[Input for this task Boundary: Start]

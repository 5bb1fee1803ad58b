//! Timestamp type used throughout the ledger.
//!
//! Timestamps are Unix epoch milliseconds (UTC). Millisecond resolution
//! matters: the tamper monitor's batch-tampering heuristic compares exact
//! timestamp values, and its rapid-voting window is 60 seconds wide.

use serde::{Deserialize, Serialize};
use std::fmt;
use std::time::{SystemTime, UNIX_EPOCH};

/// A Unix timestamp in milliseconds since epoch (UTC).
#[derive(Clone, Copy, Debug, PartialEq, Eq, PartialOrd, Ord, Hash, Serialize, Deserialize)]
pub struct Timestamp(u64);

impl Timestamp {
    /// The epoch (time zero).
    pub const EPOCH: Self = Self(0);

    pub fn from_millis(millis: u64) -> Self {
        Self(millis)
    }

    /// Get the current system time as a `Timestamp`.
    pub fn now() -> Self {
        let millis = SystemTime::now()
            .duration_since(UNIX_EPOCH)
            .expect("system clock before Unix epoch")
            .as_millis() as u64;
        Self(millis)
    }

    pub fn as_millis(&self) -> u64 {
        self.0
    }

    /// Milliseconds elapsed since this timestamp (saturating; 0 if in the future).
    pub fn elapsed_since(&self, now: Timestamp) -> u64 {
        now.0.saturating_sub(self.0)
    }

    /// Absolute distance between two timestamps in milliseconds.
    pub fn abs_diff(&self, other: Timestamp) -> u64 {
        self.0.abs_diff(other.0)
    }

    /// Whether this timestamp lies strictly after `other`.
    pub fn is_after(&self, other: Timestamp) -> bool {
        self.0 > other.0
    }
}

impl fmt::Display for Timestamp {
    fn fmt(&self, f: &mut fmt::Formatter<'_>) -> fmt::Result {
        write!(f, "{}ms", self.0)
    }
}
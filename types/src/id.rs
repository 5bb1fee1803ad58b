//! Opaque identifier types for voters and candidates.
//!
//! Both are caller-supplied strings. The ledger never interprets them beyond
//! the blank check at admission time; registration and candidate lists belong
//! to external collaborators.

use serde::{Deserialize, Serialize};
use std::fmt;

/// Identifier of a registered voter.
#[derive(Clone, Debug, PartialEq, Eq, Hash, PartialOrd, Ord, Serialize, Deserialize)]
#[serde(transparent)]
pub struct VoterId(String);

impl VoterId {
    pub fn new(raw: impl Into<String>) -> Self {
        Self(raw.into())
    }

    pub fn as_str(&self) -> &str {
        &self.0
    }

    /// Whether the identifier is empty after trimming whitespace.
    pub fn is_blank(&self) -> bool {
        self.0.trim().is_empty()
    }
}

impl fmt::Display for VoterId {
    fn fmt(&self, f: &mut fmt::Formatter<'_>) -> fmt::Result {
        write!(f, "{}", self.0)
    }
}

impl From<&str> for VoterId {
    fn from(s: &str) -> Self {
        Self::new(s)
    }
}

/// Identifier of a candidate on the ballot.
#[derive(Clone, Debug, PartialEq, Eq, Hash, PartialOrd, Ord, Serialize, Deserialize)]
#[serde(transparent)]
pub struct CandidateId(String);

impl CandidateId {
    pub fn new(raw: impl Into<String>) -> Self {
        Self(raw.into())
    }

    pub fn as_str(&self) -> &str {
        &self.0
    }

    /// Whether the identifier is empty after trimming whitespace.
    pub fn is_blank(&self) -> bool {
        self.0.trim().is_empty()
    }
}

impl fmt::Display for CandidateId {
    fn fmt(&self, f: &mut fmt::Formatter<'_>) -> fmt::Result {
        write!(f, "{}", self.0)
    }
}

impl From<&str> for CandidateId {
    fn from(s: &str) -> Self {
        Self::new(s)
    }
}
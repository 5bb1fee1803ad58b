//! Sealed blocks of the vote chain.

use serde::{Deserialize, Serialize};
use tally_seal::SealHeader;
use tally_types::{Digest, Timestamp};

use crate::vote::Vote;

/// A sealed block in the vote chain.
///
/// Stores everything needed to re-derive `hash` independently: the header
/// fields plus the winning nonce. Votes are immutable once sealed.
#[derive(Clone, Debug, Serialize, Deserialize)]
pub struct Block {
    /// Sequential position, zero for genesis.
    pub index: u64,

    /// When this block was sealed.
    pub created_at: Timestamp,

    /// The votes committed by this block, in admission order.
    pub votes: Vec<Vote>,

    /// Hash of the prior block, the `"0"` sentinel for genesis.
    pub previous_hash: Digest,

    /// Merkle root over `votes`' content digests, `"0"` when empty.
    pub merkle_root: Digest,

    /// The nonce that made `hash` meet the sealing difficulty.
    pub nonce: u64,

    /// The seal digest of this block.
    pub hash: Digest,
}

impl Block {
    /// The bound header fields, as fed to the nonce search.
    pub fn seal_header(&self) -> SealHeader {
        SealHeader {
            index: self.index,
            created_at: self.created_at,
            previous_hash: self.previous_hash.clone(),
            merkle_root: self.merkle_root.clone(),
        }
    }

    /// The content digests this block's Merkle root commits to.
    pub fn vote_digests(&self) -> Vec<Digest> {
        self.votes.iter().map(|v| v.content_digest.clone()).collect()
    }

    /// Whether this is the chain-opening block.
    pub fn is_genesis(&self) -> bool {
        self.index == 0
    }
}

[Input for this task Boundary: End]

> Instructions to follow:
Every entry needs to be written out again, exactly as given.

> Solution to the exercise:
repository 5bb1fee1803ad58b
//! Timestamp type used throughout the ledger.
//!
//! Timestamps are Unix epoch milliseconds (UTC). Millisecond resolution
//! matters: the tamper monitor's batch-tampering heuristic compares exact
//! timestamp values, and its rapid-voting window is 60 seconds wide.

use serde::{Deserialize, Serialize};
use std::fmt;
use std::time::{SystemTime, UNIX_EPOCH};

/// A Unix timestamp in milliseconds since epoch (UTC).
#[derive(Clone, Copy, Debug, PartialEq, Eq, PartialOrd, Ord, Hash, Serialize, Deserialize)]
pub struct Timestamp(u64);

impl Timestamp {
    /// The epoch (time zero).
    pub const EPOCH: Self = Self(0);

    pub fn from_millis(millis: u64) -> Self {
        Self(millis)
    }

    /// Get the current system time as a `Timestamp`.
    pub fn now() -> Self {
        let millis = SystemTime::now()
            .duration_since(UNIX_EPOCH)
            .expect("system clock before Unix epoch")
            .as_millis() as u64;
        Self(millis)
    }

    pub fn as_millis(&self) -> u64 {
        self.0
    }

    /// Milliseconds elapsed since this timestamp (saturating; 0 if in the future).
    pub fn elapsed_since(&self, now: Timestamp) -> u64 {
        now.0.saturating_sub(self.0)
    }

    /// Absolute distance between two timestamps in milliseconds.
    pub fn abs_diff(&self, other: Timestamp) -> u64 {
        self.0.abs_diff(other.0)
    }

    /// Whether this timestamp lies strictly after `other`.
    pub fn is_after(&self, other: Timestamp) -> bool {
        self.0 > other.0
    }
}

impl fmt::Display for Timestamp {
    fn fmt(&self, f: &mut fmt::Formatter<'_>) -> fmt::Result {
        write!(f, "{}ms", self.0)
    }
}
filename types/src/id.rs
repository 5bb1fee1803ad58b
//! Opaque identifier types for voters and candidates.
//!
//! Both are caller-supplied strings. The ledger never interprets them beyond
//! the blank check at admission time; registration and candidate lists belong
//! to external collaborators.

use serde::{Deserialize, Serialize};
use std::fmt;

/// Identifier of a registered voter.
#[derive(Clone, Debug, PartialEq, Eq, Hash, PartialOrd, Ord, Serialize, Deserialize)]
#[serde(transparent)]
pub struct VoterId(String);

impl VoterId {
    pub fn new(raw: impl Into<String>) -> Self {
        Self(raw.into())
    }

    pub fn as_str(&self) -> &str {
        &self.0
    }

    /// Whether the identifier is empty after trimming whitespace.
    pub fn is_blank(&self) -> bool {
        self.0.trim().is_empty()
    }
}

impl fmt::Display for VoterId {
    fn fmt(&self, f: &mut fmt::Formatter<'_>) -> fmt::Result {
        write!(f, "{}", self.0)
    }
}

impl From<&str> for VoterId {
    fn from(s: &str) -> Self {
        Self::new(s)
    }
}

/// Identifier of a candidate on the ballot.
#[derive(Clone, Debug, PartialEq, Eq, Hash, PartialOrd, Ord, Serialize, Deserialize)]
#[serde(transparent)]
pub struct CandidateId(String);

impl CandidateId {
    pub fn new(raw: impl Into<String>) -> Self {
        Self(raw.into())
    }

    pub fn as_str(&self) -> &str {
        &self.0
    }

    /// Whether the identifier is empty after trimming whitespace.
    pub fn is_blank(&self) -> bool {
        self.0.trim().is_empty()
    }
}

impl fmt::Display for CandidateId {
    fn fmt(&self, f: &mut fmt::Formatter<'_>) -> fmt::Result {
        write!(f, "{}", self.0)
    }
}

impl From<&str> for CandidateId {
    fn from(s: &str) -> Self {
        Self::new(s)
    }
}
repository 5bb1fee1803ad58b
//! Sealed blocks of the vote chain.

use serde::{Deserialize, Serialize};
use tally_seal::SealHeader;
use tally_types::{Digest, Timestamp};

use crate::vote::Vote;

/// A sealed block in the vote chain.
///
/// Stores everything needed to re-derive `hash` independently: the header
/// fields plus the winning nonce. Votes are immutable once sealed.
#[derive(Clone, Debug, Serialize, Deserialize)]
pub struct Block {
    /// Sequential position, zero for genesis.
    pub index: u64,

    /// When this block was sealed.
    pub created_at: Timestamp,

    /// The votes committed by this block, in admission order.
    pub votes: Vec<Vote>,

    /// Hash of the prior block, the `"0"` sentinel for genesis.
    pub previous_hash: Digest,

    /// Merkle root over `votes`' content digests, `"0"` when empty.
    pub merkle_root: Digest,

    /// The nonce that made `hash` meet the sealing difficulty.
    pub nonce: u64,

    /// The seal digest of this block.
    pub hash: Digest,
}

impl Block {
    /// The bound header fields, as fed to the nonce search.
    pub fn seal_header(&self) -> SealHeader {
        SealHeader {
            index: self.index,
            created_at: self.created_at,
            previous_hash: self.previous_hash.clone(),
            merkle_root: self.merkle_root.clone(),
        }
    }

    /// The content digests this block's Merkle root commits to.
    pub fn vote_digests(&self) -> Vec<Digest> {
        self.votes.iter().map(|v| v.content_digest.clone()).collect()
    }

    /// Whether this is the chain-opening block.
    pub fn is_genesis(&self) -> bool {
        self.index == 0
    }
}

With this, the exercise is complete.